A classic of Brazilian literature is twinned with an overheated tract in which tropical delirium swallows up Western philosophy, attacking the decolonial question with poetic ferocity.
A classic of Brazilian literature is twinned with an overheated tract in which tropical delirium swallows up Western philosophy. Both attack the decolonial question with poetic ferocity, ignited by the moment when colonialist rationality meets its limits in the "magnificent disorder" of the Amazon jungle.

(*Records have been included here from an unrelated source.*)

//! Predicate expressions and eager-loading selectors.

use crate::models::value::Value;

/// A column qualified by its table, e.g. `events.org_id`.
#[derive(Debug, Clone, Copy, PartialEq, Eq, Hash)]
pub struct ColumnRef {
    pub table: &'static str,
    pub name: &'static str,
}

#[derive(Debug, Clone, Copy, PartialEq, Eq)]
pub enum CompareOp {
    Eq,
    Ne,
    Lt,
    Le,
    Gt,
    Ge,
}

impl CompareOp {
    pub fn sql(self) -> &'static str {
        match self {
            CompareOp::Eq => "=",
            CompareOp::Ne => "<>",
            CompareOp::Lt => "<",
            CompareOp::Le => "<=",
            CompareOp::Gt => ">",
            CompareOp::Ge => ">=",
        }
    }
}

/// A boolean predicate over one or more tables.
#[derive(Debug, Clone, PartialEq)]
pub enum Filter {
    Compare {
        column: ColumnRef,
        op: CompareOp,
        value: Value,
    },
    IsNull(ColumnRef),
    IsNotNull(ColumnRef),
    In {
        column: ColumnRef,
        values: Vec<Value>,
    },
    Like {
        column: ColumnRef,
        pattern: String,
    },
    And(Vec<Filter>),
    Or(Vec<Filter>),
    Not(Box<Filter>),
    Literal(bool),
}

impl ColumnRef {
    pub const fn new(table: &'static str, name: &'static str) -> Self {
        Self { table, name }
    }

    fn compare(self, op: CompareOp, value: impl Into<Value>) -> Filter {
        Filter::Compare {
            column: self,
            op,
            value: value.into(),
        }
    }

    /// Equality; comparing with NULL renders as `IS NULL`.
    pub fn eq(self, value: impl Into<Value>) -> Filter {
        self.compare(CompareOp::Eq, value)
    }

    pub fn ne(self, value: impl Into<Value>) -> Filter {
        self.compare(CompareOp::Ne, value)
    }

    pub fn lt(self, value: impl Into<Value>) -> Filter {
        self.compare(CompareOp::Lt, value)
    }

    pub fn le(self, value: impl Into<Value>) -> Filter {
        self.compare(CompareOp::Le, value)
    }

    pub fn gt(self, value: impl Into<Value>) -> Filter {
        self.compare(CompareOp::Gt, value)
    }

    pub fn ge(self, value: impl Into<Value>) -> Filter {
        self.compare(CompareOp::Ge, value)
    }

    pub fn is_null(self) -> Filter {
        Filter::IsNull(self)
    }

    pub fn is_not_null(self) -> Filter {
        Filter::IsNotNull(self)
    }

    pub fn is_in<V: Into<Value>>(self, values: impl IntoIterator<Item = V>) -> Filter {
        Filter::In {
            column: self,
            values: values.into_iter().map(Into::into).collect(),
        }
    }

    pub fn like(self, pattern: impl Into<String>) -> Filter {
        Filter::Like {
            column: self,
            pattern: pattern.into(),
        }
    }
}

impl Filter {
    pub fn always() -> Self {
        Filter::Literal(true)
    }

    pub fn never() -> Self {
        Filter::Literal(false)
    }

    pub fn and(self, other: Filter) -> Filter {
        match self {
            Filter::And(mut parts) => {
                parts.push(other);
                Filter::And(parts)
            }
            first => Filter::And(vec![first, other]),
        }
    }

    pub fn or(self, other: Filter) -> Filter {
        match self {
            Filter::Or(mut parts) => {
                parts.push(other);
                Filter::Or(parts)
            }
            first => Filter::Or(vec![first, other]),
        }
    }

    #[allow(clippy::should_implement_trait)]
    pub fn not(self) -> Filter {
        Filter::Not(Box::new(self))
    }
}

/// Which relationships to load alongside the primary rows.
#[derive(Debug, Clone, Default, PartialEq, Eq)]
pub enum Related {
    #[default]
    None,
    /// Every declared relationship.
    All,
    Named(Vec<String>),
}

impl Related {
    pub fn named<S: Into<String>>(names: impl IntoIterator<Item = S>) -> Self {
        Related::Named(names.into_iter().map(Into::into).collect())
    }

    /// Parse the textual form: `"all"` or a comma-separated list of names.
    pub fn parse(selector: &str) -> Self {
        let selector = selector.trim();
        if selector.is_empty() {
            Related::None
        } else if selector.eq_ignore_ascii_case("all") {
            Related::All
        } else {
            Related::named(selector.split(',').map(str::trim).filter(|s| !s.is_empty()))
        }
    }
}

#[cfg(test)]
mod tests {
    use super::*;

    const NAME: ColumnRef = ColumnRef::new("orgs", "name");
    const ACTIVE: ColumnRef = ColumnRef::new("orgs", "is_active");

    #[test]
    fn test_and_flattens() {
        let f = NAME.eq("A").and(ACTIVE.eq(true)).and(NAME.ne("B"));
        match f {
            Filter::And(parts) => assert_eq!(parts.len(), 3),
            other => panic!("unexpected {other:?}"),
        }
    }

    #[test]
    fn test_is_in_collects_values() {
        let f = NAME.is_in(["a", "b"]);
        assert_eq!(
            f,
            Filter::In {
                column: NAME,
                values: vec![Value::from("a"), Value::from("b")],
            }
        );
    }

    #[test]
    fn test_related_parse() {
        assert_eq!(Related::parse("all"), Related::All);
        assert_eq!(Related::parse("ALL"), Related::All);
        assert_eq!(Related::parse(""), Related::None);
        assert_eq!(
            Related::parse("org, location"),
            Related::named(["org", "location"])
        );
    }
}
//! Column values and their conversions.
//!
//! `Value` is the dynamically-typed cell that flows between entities, filters
//! and the SQL layer. `FieldValue` connects it to the concrete Rust field types
//! used in entity structs.

use chrono::{NaiveDate, NaiveDateTime, NaiveTime};
use serde_json::Value as JsonValue;
use std::fmt;

/// Formats accepted when coercing text into temporal values.
const DATETIME_FORMATS: &[&str] = &[
    "%Y-%m-%d %H:%M:%S%.f",
    "%Y-%m-%dT%H:%M:%S%.f",
    "%Y-%m-%d %H:%M",
    "%Y-%m-%dT%H:%M",
];
const TIME_FORMATS: &[&str] = &["%H:%M:%S%.f", "%H:%M"];

/// A single column value.
#[derive(Debug, Clone, PartialEq, Default)]
pub enum Value {
    #[default]
    Null,
    Bool(bool),
    Int(i64),
    Float(f64),
    Text(String),
    Date(NaiveDate),
    Time(NaiveTime),
    Timestamp(NaiveDateTime),
    Json(JsonValue),
}

impl Value {
    pub fn is_null(&self) -> bool {
        matches!(self, Value::Null)
    }

    pub fn as_i64(&self) -> Option<i64> {
        match self {
            Value::Int(v) => Some(*v),
            _ => None,
        }
    }

    pub fn as_str(&self) -> Option<&str> {
        match self {
            Value::Text(v) => Some(v),
            _ => None,
        }
    }

    /// Short type label used in error messages.
    pub fn type_name(&self) -> &'static str {
        match self {
            Value::Null => "null",
            Value::Bool(_) => "bool",
            Value::Int(_) => "integer",
            Value::Float(_) => "float",
            Value::Text(_) => "text",
            Value::Date(_) => "date",
            Value::Time(_) => "time",
            Value::Timestamp(_) => "timestamp",
            Value::Json(_) => "json",
        }
    }

    /// JSON rendering. Temporal values use ISO-8601 text.
    pub fn to_json(&self) -> JsonValue {
        match self {
            Value::Null => JsonValue::Null,
            Value::Bool(v) => JsonValue::Bool(*v),
            Value::Int(v) => JsonValue::Number((*v).into()),
            Value::Float(v) => serde_json::Number::from_f64(*v)
                .map(JsonValue::Number)
                .unwrap_or_else(|| JsonValue::String(v.to_string())),
            Value::Text(v) => JsonValue::String(v.clone()),
            Value::Date(v) => JsonValue::String(v.format("%Y-%m-%d").to_string()),
            Value::Time(v) => JsonValue::String(v.format("%H:%M:%S%.f").to_string()),
            Value::Timestamp(v) => JsonValue::String(v.format("%Y-%m-%dT%H:%M:%S%.f").to_string()),
            Value::Json(v) => v.clone(),
        }
    }
}

impl fmt::Display for Value {
    fn fmt(&self, f: &mut fmt::Formatter<'_>) -> fmt::Result {
        match self {
            Value::Null => write!(f, "NULL"),
            Value::Text(v) => write!(f, "'{}'", v),
            other => write!(f, "{}", other.to_json()),
        }
    }
}

macro_rules! value_from {
    ($($ty:ty => $variant:ident),+ $(,)?) => {
        $(
            impl From<$ty> for Value {
                fn from(v: $ty) -> Self {
                    Value::$variant(v.into())
                }
            }
        )+
    };
}

value_from! {
    bool => Bool,
    i32 => Int,
    i64 => Int,
    f64 => Float,
    String => Text,
    &str => Text,
    NaiveDate => Date,
    NaiveTime => Time,
    NaiveDateTime => Timestamp,
    JsonValue => Json,
}

impl<T: Into<Value>> From<Option<T>> for Value {
    fn from(v: Option<T>) -> Self {
        v.map(Into::into).unwrap_or(Value::Null)
    }
}

/// Storage kind of a column. Drives coercion and typed binding of NULLs.
#[derive(Debug, Clone, Copy, PartialEq, Eq)]
pub enum ColumnKind {
    Int,
    Float,
    Bool,
    Text,
    Date,
    Time,
    Timestamp,
    Json,
}

impl ColumnKind {
    /// Convert `value` into this kind, accepting lossless and textual forms.
    pub fn coerce(self, value: Value) -> Result<Value, String> {
        let mismatch = |v: &Value| format!("expected {:?}, got {}", self, v.type_name());
        match (self, value) {
            (_, Value::Null) => Ok(Value::Null),
            (ColumnKind::Json, Value::Json(v)) => Ok(Value::Json(v)),
            (ColumnKind::Json, other) => Ok(Value::Json(other.to_json())),
            (ColumnKind::Int, Value::Int(v)) => Ok(Value::Int(v)),
            (ColumnKind::Int, Value::Bool(v)) => Ok(Value::Int(v as i64)),
            (ColumnKind::Float, Value::Float(v)) => Ok(Value::Float(v)),
            (ColumnKind::Float, Value::Int(v)) => Ok(Value::Float(v as f64)),
            (ColumnKind::Bool, Value::Bool(v)) => Ok(Value::Bool(v)),
            (ColumnKind::Bool, Value::Int(v @ (0 | 1))) => Ok(Value::Bool(v == 1)),
            (ColumnKind::Text, Value::Text(v)) => Ok(Value::Text(v)),
            (ColumnKind::Date, Value::Date(v)) => Ok(Value::Date(v)),
            (ColumnKind::Date, Value::Timestamp(v)) => Ok(Value::Date(v.date())),
            (ColumnKind::Date, Value::Text(s)) => NaiveDate::parse_from_str(&s, "%Y-%m-%d")
                .map(Value::Date)
                .map_err(|e| format!("invalid date '{}': {}", s, e)),
            (ColumnKind::Time, Value::Time(v)) => Ok(Value::Time(v)),
            (ColumnKind::Time, Value::Text(s)) => parse_time(&s)
                .map(Value::Time)
                .ok_or_else(|| format!("invalid time '{}'", s)),
            (ColumnKind::Timestamp, Value::Timestamp(v)) => Ok(Value::Timestamp(v)),
            (ColumnKind::Timestamp, Value::Date(v)) => {
                Ok(Value::Timestamp(v.and_time(NaiveTime::MIN)))
            }
            (ColumnKind::Timestamp, Value::Text(s)) => parse_datetime(&s)
                .map(Value::Timestamp)
                .ok_or_else(|| format!("invalid timestamp '{}'", s)),
            (_, other) => Err(mismatch(&other)),
        }
    }
}

fn parse_time(s: &str) -> Option<NaiveTime> {
    TIME_FORMATS
        .iter()
        .find_map(|fmt| NaiveTime::parse_from_str(s, fmt).ok())
}

fn parse_datetime(s: &str) -> Option<NaiveDateTime> {
    DATETIME_FORMATS
        .iter()
        .find_map(|fmt| NaiveDateTime::parse_from_str(s, fmt).ok())
}

/// A Rust type that can be stored in an entity column.
pub trait FieldValue: Sized {
    const KIND: ColumnKind;
    const NULLABLE: bool = false;

    fn to_value(&self) -> Value;
    fn from_value(value: Value) -> Result<Self, String>;
}

macro_rules! field_value {
    ($ty:ty, $kind:ident, $variant:ident) => {
        impl FieldValue for $ty {
            const KIND: ColumnKind = ColumnKind::$kind;

            fn to_value(&self) -> Value {
                Value::$variant(self.clone())
            }

            fn from_value(value: Value) -> Result<Self, String> {
                match ColumnKind::$kind.coerce(value)? {
                    Value::$variant(v) => Ok(v),
                    Value::Null => Err("unexpected NULL".to_string()),
                    other => Err(format!("unexpected {}", other.type_name())),
                }
            }
        }
    };
}

field_value!(i64, Int, Int);
field_value!(f64, Float, Float);
field_value!(bool, Bool, Bool);
field_value!(String, Text, Text);
field_value!(NaiveDate, Date, Date);
field_value!(NaiveTime, Time, Time);
field_value!(NaiveDateTime, Timestamp, Timestamp);
field_value!(JsonValue, Json, Json);

impl<T: FieldValue> FieldValue for Option<T> {
    const KIND: ColumnKind = T::KIND;
    const NULLABLE: bool = true;

    fn to_value(&self) -> Value {
        match self {
            Some(v) => v.to_value(),
            None => Value::Null,
        }
    }

    fn from_value(value: Value) -> Result<Self, String> {
        match value {
            Value::Null => Ok(None),
            // JSON null in a nullable JSON column reads back as absent.
            Value::Json(JsonValue::Null) => Ok(None),
            other => T::from_value(other).map(Some),
        }
    }
}

/// Primary-key value, one entry per key column.
#[derive(Debug, Clone, PartialEq)]
pub struct Key(pub Vec<Value>);

impl Key {
    pub fn values(&self) -> &[Value] {
        &self.0
    }
}

impl fmt::Display for Key {
    fn fmt(&self, f: &mut fmt::Formatter<'_>) -> fmt::Result {
        write!(f, "[")?;
        for (i, v) in self.0.iter().enumerate() {
            if i > 0 {
                write!(f, ", ")?;
            }
            write!(f, "{}", v)?;
        }
        write!(f, "]")
    }
}

impl From<i64> for Key {
    fn from(v: i64) -> Self {
        Key(vec![Value::Int(v)])
    }
}

impl From<&str> for Key {
    fn from(v: &str) -> Self {
        Key(vec![Value::Text(v.to_string())])
    }
}

impl From<String> for Key {
    fn from(v: String) -> Self {
        Key(vec![Value::Text(v)])
    }
}

impl From<(i64, i64)> for Key {
    fn from((a, b): (i64, i64)) -> Self {
        Key(vec![Value::Int(a), Value::Int(b)])
    }
}

impl From<(i64, i64, i64)> for Key {
    fn from((a, b, c): (i64, i64, i64)) -> Self {
        Key(vec![Value::Int(a), Value::Int(b), Value::Int(c)])
    }
}

impl From<(i64, &str)> for Key {
    fn from((a, b): (i64, &str)) -> Self {
        Key(vec![Value::Int(a), Value::Text(b.to_string())])
    }
}

/// Ordered column assignments for updates.
///
/// Names may be qualified (`"events.name"`); the qualifier is ignored.
#[derive(Debug, Clone, Default, PartialEq)]
pub struct Fields(Vec<(String, Value)>);

impl Fields {
    pub fn new() -> Self {
        Self::default()
    }

    /// Add an assignment, builder style.
    pub fn set(mut self, name: impl Into<String>, value: impl Into<Value>) -> Self {
        self.0.push((name.into(), value.into()));
        self
    }

    pub fn push(&mut self, name: impl Into<String>, value: impl Into<Value>) {
        self.0.push((name.into(), value.into()));
    }

    pub fn is_empty(&self) -> bool {
        self.0.is_empty()
    }

    pub fn len(&self) -> usize {
        self.0.len()
    }

    pub fn iter(&self) -> impl Iterator<Item = (&str, &Value)> {
        self.0.iter().map(|(k, v)| (k.as_str(), v))
    }
}

impl<K: Into<String>, V: Into<Value>> FromIterator<(K, V)> for Fields {
    fn from_iter<I: IntoIterator<Item = (K, V)>>(iter: I) -> Self {
        Fields(
            iter.into_iter()
                .map(|(k, v)| (k.into(), v.into()))
                .collect(),
        )
    }
}

/// Strip a `table.` qualifier from an attribute name.
pub fn strip_qualifier(name: &str) -> &str {
    name.rsplit('.').next().unwrap_or(name)
}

Described in Eduardo Viveiros de Castro's foreword as "no longer an interpretation of Brazil but an interpenetration with Brazil," Jean-Christophe Goddard's strange theory-fiction plunges Western philosophy into the great American schizophrenia, where its ordered categories are devored by uncontainable contaminations—first and foremost the rainforest itself, a "monstrosity unapproachable by the cogito."
In 1664, the Portuguese Bento de Espinosa wrote of his terrifying hallucination of "a scabby black Brazilian." But rather than a vision of "the Other," the dream figure was a frightful glimpse of Bento's own duplicity. Upon adopting the "clean white nickname" of Benedict de Spinoza, the philosopher cut ties with his homeland and its colonial misadventures, repudiating this specter that flees along the lines of migration: "Spinoza is American … the journey is intensive." And in his wake, a cannibalized cast of conceptual personae are sucked into Goddard's Pernambucan delirium: Franny Deleuze, Dina Levi-Strauss, Chaya Ohloclitorispector, Galli Mathias…
The rainforest also precipitates a deregulation of the senses in Verdant Inferno, Alberto Rangel's classic 1904 work of Brazilian literature. In Rangel's astonishing tales, this "poet-engineer" sent into the dark interior as a state representative records his encounters in a style that shimmers between objective documentary and visionary limit experience.